//! Webhook signature validation.
//!
//! The chat transport adapter (out of scope) forwards inbound webhook
//! calls here before admitting them to the pipeline: when a shared secret
//! is configured, the HMAC-SHA256 of the raw body under that secret must
//! equal the value following the `sha256=` prefix in the
//! `X-Hub-Signature-256` header; the method must be `POST` and the
//! content type `application/json`. When no secret is configured,
//! validation is disabled and every method/content-type combination is
//! accepted.

use hmac::{Hmac, Mac};
use sha2::Sha256;

type HmacSha256 = Hmac<Sha256>;

const SIGNATURE_PREFIX: &str = "sha256=";

/// The minimal request surface webhook validation needs; the transport
/// adapter supplies these fields however it parses its own request type.
#[derive(Debug, Clone, Copy)]
pub struct WebhookRequest<'a> {
    pub method: &'a str,
    pub content_type: &'a str,
    pub signature_header: Option<&'a str>,
    pub body: &'a [u8],
}

/// Validate an inbound webhook call against an optional shared secret.
///
/// Returns `true` when `secret` is `None` (validation disabled) or when
/// every documented check passes; `false` otherwise. Never panics on a
/// malformed signature header — a decode failure is just a rejection.
pub fn validate(request: &WebhookRequest, secret: Option<&str>) -> bool {
    let Some(secret) = secret else {
        return true;
    };

    if !request.method.eq_ignore_ascii_case("POST") {
        return false;
    }
    if !request.content_type.eq_ignore_ascii_case("application/json") {
        return false;
    }

    let Some(header) = request.signature_header else {
        return false;
    };
    let Some(hex_signature) = header.strip_prefix(SIGNATURE_PREFIX) else {
        return false;
    };
    let Some(signature_bytes) = decode_hex(hex_signature) else {
        return false;
    };

    let Ok(mut mac) = HmacSha256::new_from_slice(secret.as_bytes()) else {
        return false;
    };
    mac.update(request.body);
    mac.verify_slice(&signature_bytes).is_ok()
}

fn decode_hex(s: &str) -> Option<Vec<u8>> {
    if s.len() % 2 != 0 {
        return None;
    }
    (0..s.len())
        .step_by(2)
        .map(|i| u8::from_str_radix(&s[i..i + 2], 16).ok())
        .collect()
}

fn encode_hex(bytes: &[u8]) -> String {
    bytes.iter().map(|b| format!("{b:02x}")).collect()
}

/// Compute the `X-Hub-Signature-256` header value for `body` under
/// `secret`. Exposed for tests and for any caller that needs to sign its
/// own outbound webhook test fixtures.
pub fn sign(body: &[u8], secret: &str) -> String {
    let mut mac = HmacSha256::new_from_slice(secret.as_bytes()).expect("HMAC accepts a key of any length");
    mac.update(body);
    format!("{SIGNATURE_PREFIX}{}", encode_hex(&mac.finalize().into_bytes()))
}

#[cfg(test)]
mod tests {
    use super::*;

    #[test]
    fn valid_signature_over_the_exact_body_is_accepted() {
        let body = br#"{"query":"hi"}"#;
        let secret = "shared-secret";
        let signature = sign(body, secret);
        let request = WebhookRequest { method: "POST", content_type: "application/json", signature_header: Some(&signature), body };
        assert!(validate(&request, Some(secret)));
    }

    #[test]
    fn tampered_body_is_rejected() {
        let secret = "shared-secret";
        let signature = sign(b"original", secret);
        let request = WebhookRequest { method: "POST", content_type: "application/json", signature_header: Some(&signature), body: b"tampered" };
        assert!(!validate(&request, Some(secret)));
    }

    #[test]
    fn wrong_method_is_rejected_even_with_a_valid_signature() {
        let secret = "shared-secret";
        let body = b"payload";
        let signature = sign(body, secret);
        let request = WebhookRequest { method: "GET", content_type: "application/json", signature_header: Some(&signature), body };
        assert!(!validate(&request, Some(secret)));
    }

    #[test]
    fn wrong_content_type_is_rejected() {
        let secret = "shared-secret";
        let body = b"payload";
        let signature = sign(body, secret);
        let request = WebhookRequest { method: "POST", content_type: "text/plain", signature_header: Some(&signature), body };
        assert!(!validate(&request, Some(secret)));
    }

    #[test]
    fn no_configured_secret_disables_validation_entirely() {
        let request = WebhookRequest { method: "GET", content_type: "text/plain", signature_header: None, body: b"anything" };
        assert!(validate(&request, None));
    }

    #[test]
    fn missing_signature_header_is_rejected_when_a_secret_is_configured() {
        let request = WebhookRequest { method: "POST", content_type: "application/json", signature_header: None, body: b"payload" };
        assert!(!validate(&request, Some("secret")));
    }
}
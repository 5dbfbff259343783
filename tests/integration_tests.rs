//! End-to-end scenarios spanning classifier, clarification, retrieval
//! fallback, orchestration, and feedback-driven retuning together,
//! exercised the way a caller outside the crate would: through
//! `cloud_query_orchestrator`'s public API rather than any single
//! module's internals.

use async_trait::async_trait;
use cloud_query_orchestrator::domain::{Category, Chunk, OrchestrationResult, Parameters, Query, SearchResponse, SynthesisMetadata, SynthesizedResponse};
use cloud_query_orchestrator::error::CoreError;
use cloud_query_orchestrator::feedback::controller::AdaptiveController;
use cloud_query_orchestrator::feedback::{Feedback, FeedbackStore, InMemoryFeedbackStore, Verdict};
use cloud_query_orchestrator::orchestrator::workers::{
    RetrieveRequest, RetrieveWorker, SynthesizeRequest, SynthesisWorker, WebSearchRequest, WebSearchResponse, WebSearchWorker,
};
use cloud_query_orchestrator::orchestrator::{Orchestrator, OrchestratorConfig};
use cloud_query_orchestrator::retrieval::RetrievalConfig;
use cloud_query_orchestrator::sanitize::sanitize_query;
use cloud_query_orchestrator::session::memory::InMemorySessionStore;
use cloud_query_orchestrator::session::SessionStore;
use cloud_query_orchestrator::{classifier, clarification};
use std::collections::HashMap;
use std::sync::Arc;
use std::time::Duration;

fn chunk(score: f64, doc_id: &str) -> Chunk {
    Chunk { text: format!("architecture notes for {doc_id}"), score, doc_id: doc_id.to_string(), source_id: format!("{doc_id}_chunk_0"), metadata: HashMap::new() }
}

struct FakeRetrieve {
    chunks: Vec<Chunk>,
}

#[async_trait]
impl RetrieveWorker for FakeRetrieve {
    async fn search(&self, request: RetrieveRequest, _budget: Duration) -> Result<SearchResponse, CoreError> {
        Ok(SearchResponse { chunks: self.chunks.clone(), count: self.chunks.len(), query: request.query, fallback_triggered: false, fallback_reason: None })
    }
}

struct NoWebSearch;

#[async_trait]
impl WebSearchWorker for NoWebSearch {
    async fn search(&self, _request: WebSearchRequest, _budget: Duration) -> Result<WebSearchResponse, CoreError> {
        Ok(WebSearchResponse { results: Vec::new(), source: "unused".to_string(), cached: false })
    }
}

struct EchoSynthesis;

#[async_trait]
impl SynthesisWorker for EchoSynthesis {
    async fn synthesize(&self, request: SynthesizeRequest, _budget: Duration) -> Result<SynthesizedResponse, CoreError> {
        Ok(SynthesizedResponse {
            main_text: format!("answer grounded in {} source(s) for: {}", request.chunks.len() + request.web_results.len(), request.query),
            diagram_code: None,
            sources: Vec::new(),
            metadata: SynthesisMetadata {
                model: request.model,
                input_tokens: 50,
                output_tokens: 80,
                temperature: request.temperature,
                pipeline_decision: "direct".to_string(),
                processing_stats: HashMap::new(),
            },
        })
    }
}

async fn run_query(chunks: Vec<Chunk>, text: &str, retrieval_config: RetrievalConfig) -> (OrchestrationResult, Arc<InMemorySessionStore>) {
    let sessions = Arc::new(InMemorySessionStore::new(chrono::Duration::minutes(30), 1000));
    let session = sessions.create("user-1").await.unwrap();

    let orchestrator = Orchestrator::new(
        Arc::new(FakeRetrieve { chunks }),
        Arc::new(NoWebSearch),
        Arc::new(EchoSynthesis),
        sessions.clone(),
        retrieval_config,
        OrchestratorConfig::default(),
    );

    let query = Query::new(text);
    let classification = classifier::classify(&query);
    assert!(classification.in_scope, "expected this query to be admitted");

    let result = orchestrator.orchestrate(query, &session.id, Parameters::default(), classification.category).await;
    (result, sessions)
}

#[tokio::test]
async fn out_of_scope_query_is_rejected_before_touching_any_subsystem() {
    let query = Query::new("What's a good recipe for banana bread?");
    let classification = classifier::classify(&query);
    assert!(!classification.in_scope);
    assert_eq!(classification.rejection_reason.as_deref(), Some(classifier::REJECTION_MESSAGE));
}

#[tokio::test]
async fn happy_path_admits_classifies_and_synthesizes() {
    let chunks = vec![chunk(0.9, "a"), chunk(0.85, "b"), chunk(0.82, "c"), chunk(0.78, "d")];
    let (result, sessions) = run_query(chunks, "Design a secure VPC network architecture on AWS with public and private subnets", RetrievalConfig::default()).await;

    assert!(result.invariant_holds());
    assert!(result.response.is_some());
    assert!(!result.fallback_used);
    let session = sessions.get(&sessions.create("another-user").await.unwrap().id).await;
    assert!(session.is_ok());
}

#[tokio::test]
async fn insufficient_chunk_count_marks_the_result_as_fallback() {
    let chunks = vec![chunk(0.9, "a")]; // below fallback_threshold_count = 3
    let (result, _sessions) = run_query(chunks, "Explain AWS security groups versus network ACLs", RetrievalConfig::default()).await;

    assert!(result.invariant_holds());
    assert!(result.response.is_some());
}

#[tokio::test]
async fn low_similarity_scores_trigger_the_same_widened_retrieve_path() {
    let chunks = vec![chunk(0.3, "a"), chunk(0.25, "b"), chunk(0.2, "c")];
    let (result, _sessions) = run_query(chunks, "Explain GCP VPC peering limits", RetrievalConfig::default()).await;

    assert!(result.invariant_holds());
    assert!(result.response.is_some());
}

#[tokio::test]
async fn sensitive_text_is_redacted_before_sanitize_returns_it() {
    let raw = "my api_key=sk-abcdef0123456789abcdef0123456789 is leaking, please help secure it";
    let sanitized = sanitize_query(raw);
    assert!(!sanitized.contains("sk-abcdef0123456789abcdef0123456789"));
}

#[tokio::test]
async fn clarification_gate_flags_a_short_ambiguous_query() {
    let analysis = clarification::analyze("help me with cloud", &[]);
    assert!(analysis.requires_clarification);
    assert!(!analysis.questions.is_empty());
}

#[tokio::test]
async fn feedback_driven_retuning_shifts_parameters_for_a_low_satisfaction_category() {
    let store = Arc::new(InMemoryFeedbackStore::new());
    for _ in 0..10 {
        store.append(Feedback::new("a security compliance question", Verdict::Negative, Category::Security)).await.unwrap();
    }
    let store: Arc<dyn FeedbackStore> = store;
    let controller = AdaptiveController::spawn(store, 30, Duration::from_secs(3600));

    let before = controller.current();
    controller.force_update().await;
    tokio::time::sleep(Duration::from_millis(50)).await;
    let after = controller.current();

    assert!(after.retrieval_threshold >= before.retrieval_threshold || after.temperature_adjust <= before.temperature_adjust);
}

#####

- **EXERCISE DIRECTIONS**
An exact copy of the lines above, from the one containing "pub method: &'a" down to the one containing "just a rejection." and including both, is the whole answer; retype it and nothing else.

- **RESULT**
    pub method: &'a str,
    pub content_type: &'a str,
    pub signature_header: Option<&'a str>,
    pub body: &'a [u8],
}

/// Validate an inbound webhook call against an optional shared secret.
///
/// Returns `true` when `secret` is `None` (validation disabled) or when
/// every documented check passes; `false` otherwise. Never panics on a
/// malformed signature header — a decode failure is just a rejection.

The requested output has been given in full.